Recordo que o meu ponto de partida fora a tentativa de esclarecer uma questão, ou duas, relativas à história do capitalismo. Ora, o capitalismo nasceu na Europa e foi este o motivo que me levou a estudar a Idade Média europeia. O capitalismo poderia ter nascido na China e poderia ter nascido no Império Otomano, sobretudo no Egipto. Mas nasceu primeiro na Europa e, por isso, estagnaram os processos que levariam à sua génese noutros lugares e o capitalismo que depois aí se desenvolveu, tal como se desenvolveu no resto do mundo, partiu de outro centro de irradiação. Teria sido, então, um capitalismo europeu a dominar um mundo sofredor? Pelo contrário. A Europa nunca existiu, quero dizer, nunca existiu uma cultura autóctone que tivesse hegemonizado aquilo a que depois se chamou o continente europeu. Houve, culturalmente, três áreas que repartiram o continente europeu. Uma área mediterrânica, a mais dinâmica, que se ligava à Pérsia e ao Mar Negro. Uma área de Leste e Nordeste, que se ligava ao Báltico e às rotas das estepes, até aos confins da China. E uma área céltica, atlântica. Quando essas três áreas se unificaram, não foi a Europa que as unificou, foi o capitalismo. Não se tratou de uma cultura europeia ou eurocêntrica, mas de uma cultura capitalista que desde início tendeu a universalizar-se. Mas não teremos, ainda aqui, um desvio de visão? Não seriam igualmente universais e universalizantes as sociedades e as economias pré-capitalistas?

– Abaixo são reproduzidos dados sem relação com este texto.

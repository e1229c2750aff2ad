//! Addressable configuration keys.

use std::fmt::Display;
use std::path::PathBuf;
use std::str::FromStr;

use super::{ConfigError, ConfigFile};
use crate::geo::{MAX_LAT, MAX_LON, MAX_ZOOM, MIN_LAT, MIN_LON};

/// A single setting, addressed as `section.key`.
#[derive(Debug, Clone, Copy, PartialEq, Eq)]
pub enum ConfigKey {
    SourceUrl,
    SourcePath,
    SourceTimeoutSecs,
    PollIntervalMs,
    PollStartVisible,
    ExportEnabled,
    ExportPath,
    MapAsset,
    MapCenterLat,
    MapCenterLon,
    MapZoom,
    MapWidth,
    MapHeight,
    SelectionMode,
    SelectionMarkerWidth,
    SelectionMarkerHeight,
    SelectionMarkerOffsetX,
    SelectionMarkerOffsetY,
    LoggingDirectory,
    LoggingFile,
    LoggingLevel,
}

const ALL_KEYS: &[ConfigKey] = &[
    ConfigKey::SourceUrl,
    ConfigKey::SourcePath,
    ConfigKey::SourceTimeoutSecs,
    ConfigKey::PollIntervalMs,
    ConfigKey::PollStartVisible,
    ConfigKey::ExportEnabled,
    ConfigKey::ExportPath,
    ConfigKey::MapAsset,
    ConfigKey::MapCenterLat,
    ConfigKey::MapCenterLon,
    ConfigKey::MapZoom,
    ConfigKey::MapWidth,
    ConfigKey::MapHeight,
    ConfigKey::SelectionMode,
    ConfigKey::SelectionMarkerWidth,
    ConfigKey::SelectionMarkerHeight,
    ConfigKey::SelectionMarkerOffsetX,
    ConfigKey::SelectionMarkerOffsetY,
    ConfigKey::LoggingDirectory,
    ConfigKey::LoggingFile,
    ConfigKey::LoggingLevel,
];

impl ConfigKey {
    /// Every key, grouped by section in file order.
    pub fn all() -> &'static [ConfigKey] {
        ALL_KEYS
    }

    /// Find the key for a `[section]` entry.
    pub fn lookup(section: &str, key: &str) -> Option<ConfigKey> {
        ALL_KEYS
            .iter()
            .copied()
            .find(|k| k.section() == section && k.key_name() == key)
    }

    pub fn section(&self) -> &'static str {
        use ConfigKey::*;
        match self {
            SourceUrl | SourcePath | SourceTimeoutSecs => "source",
            PollIntervalMs | PollStartVisible => "poll",
            ExportEnabled | ExportPath => "export",
            MapAsset | MapCenterLat | MapCenterLon | MapZoom | MapWidth | MapHeight => "map",
            SelectionMode
            | SelectionMarkerWidth
            | SelectionMarkerHeight
            | SelectionMarkerOffsetX
            | SelectionMarkerOffsetY => "selection",
            LoggingDirectory | LoggingFile | LoggingLevel => "logging",
        }
    }

    pub fn key_name(&self) -> &'static str {
        use ConfigKey::*;
        match self {
            SourceUrl => "url",
            SourcePath => "path",
            SourceTimeoutSecs => "timeout_secs",
            PollIntervalMs => "interval_ms",
            PollStartVisible => "start_visible",
            ExportEnabled => "enabled",
            ExportPath => "path",
            MapAsset => "asset",
            MapCenterLat => "center_lat",
            MapCenterLon => "center_lon",
            MapZoom => "zoom",
            MapWidth => "width",
            MapHeight => "height",
            SelectionMode => "mode",
            SelectionMarkerWidth => "marker_width",
            SelectionMarkerHeight => "marker_height",
            SelectionMarkerOffsetX => "marker_offset_x",
            SelectionMarkerOffsetY => "marker_offset_y",
            LoggingDirectory => "directory",
            LoggingFile => "file",
            LoggingLevel => "level",
        }
    }

    /// Dotted name, e.g. `poll.interval_ms`.
    pub fn name(&self) -> String {
        format!("{}.{}", self.section(), self.key_name())
    }

    /// Current value as a string; empty when an optional value is unset.
    pub fn get(&self, config: &ConfigFile) -> String {
        use ConfigKey::*;
        match self {
            SourceUrl => config.source.url.clone(),
            SourcePath => config.source.path.clone(),
            SourceTimeoutSecs => config.source.timeout_secs.to_string(),
            PollIntervalMs => config.poll.interval_ms.to_string(),
            PollStartVisible => config.poll.start_visible.to_string(),
            ExportEnabled => config.export.enabled.to_string(),
            ExportPath => config.export.path.display().to_string(),
            MapAsset => config
                .map
                .asset
                .as_ref()
                .map(|p| p.display().to_string())
                .unwrap_or_default(),
            MapCenterLat => config.map.center_lat.to_string(),
            MapCenterLon => config.map.center_lon.to_string(),
            MapZoom => config.map.zoom.to_string(),
            MapWidth => config.map.width.to_string(),
            MapHeight => config.map.height.to_string(),
            SelectionMode => config.selection.mode.to_string(),
            SelectionMarkerWidth => config.selection.marker_width.to_string(),
            SelectionMarkerHeight => config.selection.marker_height.to_string(),
            SelectionMarkerOffsetX => config.selection.marker_offset_x.to_string(),
            SelectionMarkerOffsetY => config.selection.marker_offset_y.to_string(),
            LoggingDirectory => config.logging.directory.display().to_string(),
            LoggingFile => config.logging.file.clone(),
            LoggingLevel => config.logging.level.clone(),
        }
    }

    /// Validate `value` and store it.
    pub fn set(&self, config: &mut ConfigFile, value: &str) -> Result<(), ConfigError> {
        use ConfigKey::*;
        let value = value.trim();
        match self {
            SourceUrl => {
                if !(value.starts_with("http://") || value.starts_with("https://")) {
                    return Err(self.invalid(value, "must start with http:// or https://"));
                }
                config.source.url = value.to_string();
            }
            SourcePath => config.source.path = value.to_string(),
            SourceTimeoutSecs => {
                let secs: u64 = self.parse(value)?;
                if secs == 0 {
                    return Err(self.invalid(value, "must be at least 1"));
                }
                config.source.timeout_secs = secs;
            }
            PollIntervalMs => config.poll.interval_ms = self.parse(value)?,
            PollStartVisible => config.poll.start_visible = self.parse_bool(value)?,
            ExportEnabled => config.export.enabled = self.parse_bool(value)?,
            ExportPath => config.export.path = self.non_empty(value).map(PathBuf::from)?,
            MapAsset => {
                config.map.asset = (!value.is_empty()).then(|| PathBuf::from(value));
            }
            MapCenterLat => config.map.center_lat = self.parse_in_range(value, MIN_LAT, MAX_LAT)?,
            MapCenterLon => config.map.center_lon = self.parse_in_range(value, MIN_LON, MAX_LON)?,
            MapZoom => config.map.zoom = self.parse_in_range(value, 0.0, MAX_ZOOM)?,
            MapWidth => config.map.width = self.parse_positive(value)?,
            MapHeight => config.map.height = self.parse_positive(value)?,
            SelectionMode => {
                config.selection.mode = value
                    .parse::<crate::selection::SelectionMode>()
                    .map_err(|reason| self.invalid(value, &reason))?;
            }
            SelectionMarkerWidth => config.selection.marker_width = self.parse_positive(value)?,
            SelectionMarkerHeight => config.selection.marker_height = self.parse_positive(value)?,
            SelectionMarkerOffsetX => config.selection.marker_offset_x = self.parse(value)?,
            SelectionMarkerOffsetY => config.selection.marker_offset_y = self.parse(value)?,
            LoggingDirectory => {
                config.logging.directory = self.non_empty(value).map(PathBuf::from)?;
            }
            LoggingFile => config.logging.file = self.non_empty(value)?.to_string(),
            LoggingLevel => config.logging.level = self.non_empty(value)?.to_string(),
        }
        Ok(())
    }

    fn invalid(&self, value: &str, reason: &str) -> ConfigError {
        ConfigError::InvalidValue {
            key: self.name(),
            value: value.to_string(),
            reason: reason.to_string(),
        }
    }

    fn parse<T>(&self, value: &str) -> Result<T, ConfigError>
    where
        T: FromStr,
        T::Err: Display,
    {
        value
            .parse()
            .map_err(|e: T::Err| self.invalid(value, &e.to_string()))
    }

    fn parse_bool(&self, value: &str) -> Result<bool, ConfigError> {
        match value.to_lowercase().as_str() {
            "true" | "yes" | "on" | "1" => Ok(true),
            "false" | "no" | "off" | "0" => Ok(false),
            _ => Err(self.invalid(value, "expected true or false")),
        }
    }

    fn parse_in_range(&self, value: &str, min: f64, max: f64) -> Result<f64, ConfigError> {
        let parsed: f64 = self.parse(value)?;
        if !parsed.is_finite() || parsed < min || parsed > max {
            return Err(self.invalid(value, &format!("must be between {} and {}", min, max)));
        }
        Ok(parsed)
    }

    fn parse_positive(&self, value: &str) -> Result<f64, ConfigError> {
        let parsed: f64 = self.parse(value)?;
        if !parsed.is_finite() || parsed <= 0.0 {
            return Err(self.invalid(value, "must be greater than 0"));
        }
        Ok(parsed)
    }

    fn non_empty<'a>(&self, value: &'a str) -> Result<&'a str, ConfigError> {
        if value.is_empty() {
            return Err(self.invalid(value, "must not be empty"));
        }
        Ok(value)
    }
}

impl FromStr for ConfigKey {
    type Err = ConfigError;

    /// Parse a dotted `section.key` name.
    fn from_str(s: &str) -> Result<Self, Self::Err> {
        s.split_once('.')
            .and_then(|(section, key)| ConfigKey::lookup(section, key))
            .ok_or_else(|| ConfigError::InvalidValue {
                key: "key".to_string(),
                value: s.to_string(),
                reason: "unknown configuration key".to_string(),
            })
    }
}
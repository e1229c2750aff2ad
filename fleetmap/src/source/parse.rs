//! Response body decoding.
//!
//! The tracking API is loosely specified, so a few shapes are accepted:
//!
//! ```text
//! [ {"id": "t1", "latitude": 40.1, "longitude": -73.9}, ... ]
//! { "trucks": [ {"id": 7, "lat": 40.1, "lon": -73.9}, ... ] }
//! ```
//!
//! The wrapper key may be `trucks`, `entities`, `vehicles` or `data`.
//! Any record with invalid coordinates rejects the whole body.

use serde::Deserialize;
use serde_json::Value;

use super::types::SourceError;
use crate::geo::LatLon;
use crate::store::{EntityId, PositionRecord};

/// Object keys that may wrap the record list.
const WRAPPER_KEYS: &[&str] = &["trucks", "entities", "vehicles", "data"];

#[derive(Debug, Deserialize)]
struct WireRecord {
    id: EntityId,
    #[serde(alias = "lat")]
    latitude: f64,
    #[serde(alias = "lon", alias = "lng")]
    longitude: f64,
}

/// Decode a response body into position records.
pub fn parse_positions(body: &[u8]) -> Result<Vec<PositionRecord>, SourceError> {
    let value: Value = serde_json::from_slice(body)
        .map_err(|e| SourceError::Malformed(format!("invalid JSON: {}", e)))?;

    let list = match value {
        Value::Array(_) => value,
        Value::Object(mut map) => WRAPPER_KEYS
            .iter()
            .find_map(|key| map.remove(*key))
            .ok_or_else(|| {
                SourceError::Malformed(format!(
                    "expected an array or an object with one of {:?}",
                    WRAPPER_KEYS
                ))
            })?,
        other => {
            return Err(SourceError::Malformed(format!(
                "unexpected top-level JSON value: {}",
                json_kind(&other)
            )))
        }
    };

    let records: Vec<WireRecord> = serde_json::from_value(list)
        .map_err(|e| SourceError::Malformed(format!("invalid record list: {}", e)))?;

    records
        .into_iter()
        .map(|record| {
            let position = LatLon::try_new(record.latitude, record.longitude).map_err(|e| {
                SourceError::Malformed(format!("record {}: {}", record.id, e))
            })?;
            Ok(PositionRecord {
                id: record.id,
                position,
            })
        })
        .collect()
}

fn json_kind(value: &Value) -> &'static str {
    match value {
        Value::Null => "null",
        Value::Bool(_) => "boolean",
        Value::Number(_) => "number",
        Value::String(_) => "string",
        Value::Array(_) => "array",
        Value::Object(_) => "object",
    }
}

#[cfg(test)]
mod tests {
    use super::*;

    #[test]
    fn test_parse_bare_array() {
        let body = br#"[{"id":"t1","latitude":40.1,"longitude":-73.9}]"#;
        let records = parse_positions(body).unwrap();

        assert_eq!(records.len(), 1);
        assert_eq!(records[0].id.as_str(), "t1");
        assert_eq!(records[0].position, LatLon::new(40.1, -73.9));
    }

    #[test]
    fn test_parse_wrapped_with_short_names() {
        let body = br#"{"trucks":[{"id":7,"lat":1.5,"lon":2.5},{"id":8,"lat":3.0,"lng":4.0}]}"#;
        let records = parse_positions(body).unwrap();

        assert_eq!(records.len(), 2);
        assert_eq!(records[0].id.as_str(), "7");
        assert_eq!(records[1].position, LatLon::new(3.0, 4.0));
    }

    #[test]
    fn test_parse_alternative_wrapper_key() {
        let body = br#"{"vehicles":[]}"#;
        assert!(parse_positions(body).unwrap().is_empty());
    }

    #[test]
    fn test_empty_body_is_malformed() {
        assert!(matches!(
            parse_positions(b""),
            Err(SourceError::Malformed(_))
        ));
    }

    #[test]
    fn test_unknown_wrapper_is_malformed() {
        let err = parse_positions(br#"{"items":[]}"#).unwrap_err();
        assert!(err.to_string().contains("trucks"));
    }

    #[test]
    fn test_scalar_body_is_malformed() {
        let err = parse_positions(b"42").unwrap_err();
        assert!(err.to_string().contains("number"));
    }

    #[test]
    fn test_missing_coordinate_is_malformed() {
        let body = br#"[{"id":"t1","latitude":40.1}]"#;
        assert!(matches!(
            parse_positions(body),
            Err(SourceError::Malformed(_))
        ));
    }

    #[test]
    fn test_out_of_range_rejects_whole_body() {
        let body = br#"[{"id":"ok","lat":1.0,"lon":1.0},{"id":"bad","lat":91.0,"lon":1.0}]"#;
        let err = parse_positions(body).unwrap_err();
        assert!(err.to_string().contains("bad"));
    }
}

Segundo alguns estudiosos, as sociedades humanas decorrem do facto de nós sermos os grandes prematuros. Há outros animais que necessitam de um período de auxílio para sobreviverem, mas nenhum exige, como nós, seis anos para ser capaz de dar conta da vida, e o dobro para procriar. As sociedades humanas teriam resultado, assim, dessa peculiaridade da natureza, porque para os humanos não bastam os cuidados de uma fémea e um macho durante pouco tempo. Não bastam as famílias, e são indispensáveis relações inter-familiares.

Quando terminei o Poder e Dinheiro entendi que o regime senhorial era só um pedaço de algo muito mais vasto no espaço e muito mais prolongado no tempo. Eu chamara-lhe regime, porque desde início não me pareceu que tivesse as características necessárias a um modo de produção. Mais tarde, episodicamente, ao longo dos anos, procurei alinhavar algumas hipóteses e alguns factos que indicassem o que poderia ser esse modo de produção, do qual o regime senhorial fora só uma faceta. Os resultados desse trabalho, uma mera tentativa, encontram-se aqui (http://www.niepmarx.blog.br/revistadoniep/index.php/MM/article/view/312) e aqui (http://www.niepmarx.blog.br/revistadoniep/index.php/MM/article/view/333).

Mas, como disse há pouco, o meu objectivo durante aquele quarto de século de trabalho não foi a Idade Média nem a história antiga, mas a tentativa de compreender alguns aspectos cruciais da nossa época, o dinheiro e o Estado. Neste sentido o Poder e Dinheiro influenciou decisivamente todas as minhas análises posteriores da história contemporânea. Por um lado, influenciou a minha análise do Estado. Por outro lado, influenciou a minha análise do dinheiro no capitalismo, oposta aos lugares-comuns que, de tão difundidos, são hoje considerados verdades indesmentíveis. Esse estudo da época medieval ajudou-me naquilo que fundamentalmente pretendo — manter um pensamento crítico.